One method of ensuring internet resilience is to build more cables. Between 2017 and 2019, international bandwidth used by global networks more than doubled, according to TeleGeography. Google, for example, spent over $2 billion on its network infrastructure in the Asia-Pacific over a decade since 2010.
But that’s getting harder as regulations become more cumbersome and the US-China standoff worsens.
Amid a global campaign to block Huawei Technologies Co. from supplying 5G wireless networks, the Trump administration pushed so-called “clean cables” to ensure China couldn’t subvert the global internet for intelligence gathering.
Since then, at least four projects directly linking the US with Hong Kong were forced to withdraw licensing bids amid American national security concerns, though one backed by Meta Platforms Inc. later won approval after agreeing to route the system through Taiwan.
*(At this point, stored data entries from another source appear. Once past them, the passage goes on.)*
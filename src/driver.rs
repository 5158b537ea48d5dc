use std::sync::Arc;

use crate::config::ClickhouseOptions;
use crate::connection::ClickhouseConnection;
use crate::error::SqlMiddlewareDbError;
use crate::gateway::ClickhouseTransport;

/// Builds the transport for a newly acquired connection.
pub type TransportFactory = Arc<
    dyn Fn(&ClickhouseOptions) -> Result<Arc<dyn ClickhouseTransport>, SqlMiddlewareDbError>
        + Send
        + Sync,
>;

/// Hands out connections; each acquisition gets its own transport and session token.
#[derive(Clone)]
pub struct ClickhouseDriver {
    options: ClickhouseOptions,
    factory: TransportFactory,
}

impl ClickhouseDriver {
    /// Driver backed by the HTTP transport.
    #[cfg(feature = "http")]
    #[must_use]
    pub fn new(options: ClickhouseOptions) -> Self {
        let factory: TransportFactory = Arc::new(|options: &ClickhouseOptions| {
            let transport = crate::gateway::http::HttpTransport::new(options)?;
            Ok::<_, SqlMiddlewareDbError>(Arc::new(transport) as Arc<dyn ClickhouseTransport>)
        });
        Self::with_transport_factory(options, factory)
    }

    pub fn with_transport_factory(options: ClickhouseOptions, factory: TransportFactory) -> Self {
        Self { options, factory }
    }

    #[must_use]
    pub fn options(&self) -> &ClickhouseOptions {
        &self.options
    }

    /// Check the options; there is nothing else to set up.
    ///
    /// # Errors
    /// Returns `SqlMiddlewareDbError::ConfigError` for invalid options.
    #[allow(clippy::unused_async)]
    pub async fn init(&self) -> Result<(), SqlMiddlewareDbError> {
        self.options.validate()
    }

    /// Open a connection with a fresh transport and session token.
    ///
    /// # Errors
    /// Returns whatever the transport factory fails with.
    #[allow(clippy::unused_async)]
    pub async fn acquire_connection(&self) -> Result<ClickhouseConnection, SqlMiddlewareDbError> {
        let transport = (self.factory)(&self.options)?;
        let connection = ClickhouseConnection::new(transport);
        tracing::debug!(session = %connection.session().id(), "clickhouse connection acquired");
        Ok(connection)
    }

    /// Drop the connection together with its transport and session.
    ///
    /// # Errors
    /// Never fails; the signature matches the other lifecycle calls.
    #[allow(clippy::unused_async)]
    pub async fn release_connection(
        &self,
        connection: ClickhouseConnection,
    ) -> Result<(), SqlMiddlewareDbError> {
        tracing::debug!(session = %connection.session().id(), "clickhouse connection released");
        drop(connection);
        Ok(())
    }

    /// # Errors
    /// Always returns `SqlMiddlewareDbError::Unsupported`.
    pub async fn begin_transaction(
        &self,
        connection: &ClickhouseConnection,
    ) -> Result<(), SqlMiddlewareDbError> {
        connection.begin_transaction().await
    }

    /// # Errors
    /// Always returns `SqlMiddlewareDbError::Unsupported`.
    pub async fn commit_transaction(
        &self,
        connection: &ClickhouseConnection,
    ) -> Result<(), SqlMiddlewareDbError> {
        connection.commit_transaction().await
    }

    /// # Errors
    /// Always returns `SqlMiddlewareDbError::Unsupported`.
    pub async fn rollback_transaction(
        &self,
        connection: &ClickhouseConnection,
    ) -> Result<(), SqlMiddlewareDbError> {
        connection.rollback_transaction().await
    }

    /// # Errors
    /// Never fails.
    #[allow(clippy::unused_async)]
    pub async fn destroy(&self) -> Result<(), SqlMiddlewareDbError> {
        Ok(())
    }
}

impl std::fmt::Debug for ClickhouseDriver {
    fn fmt(&self, f: &mut std::fmt::Formatter<'_>) -> std::fmt::Result {
        f.debug_struct("ClickhouseDriver")
            .field("options", &self.options)
            .field("factory", &"<TransportFactory>")
            .finish()
    }
}
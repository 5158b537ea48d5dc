use uuid::Uuid;

/// Identity of one logical connection.
///
/// The token is generated once and attached to every request sent over the connection's
/// transport, so the server can correlate them.
#[derive(Debug, Clone, PartialEq, Eq)]
pub struct ConnectionSession {
    id: String,
}

impl ConnectionSession {
    /// Start a session with a fresh random token.
    #[must_use]
    pub fn new() -> Self {
        Self {
            id: Uuid::new_v4().to_string(),
        }
    }

    /// Start a session with a caller-chosen token.
    pub fn with_id(id: impl Into<String>) -> Self {
        Self { id: id.into() }
    }

    #[must_use]
    pub fn id(&self) -> &str {
        &self.id
    }
}

impl Default for ConnectionSession {
    fn default() -> Self {
        Self::new()
    }
}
“You build as much diversity as you can and this is partly why you see us investing into all the submarine cables, because ultimately the best way of getting reliability is redundancy in the cable system, so you build as much as you can,” said Bikash Koley, Google’s vice president and head of global networking.
But the possibility of severed cables is a threat many nations still need to address.
As the host of about 40 undersea cables, Singapore is setting up a cyber military force to meet threats in the digital domain, including to physical infrastructure.
Could bad actors try to cause a “digital blackout so that the target country is literally cast into darkness. I think, yes,” Singapore Defense Minister Ng Eng Hen said in June. “It’s not just the stuff of good novels.”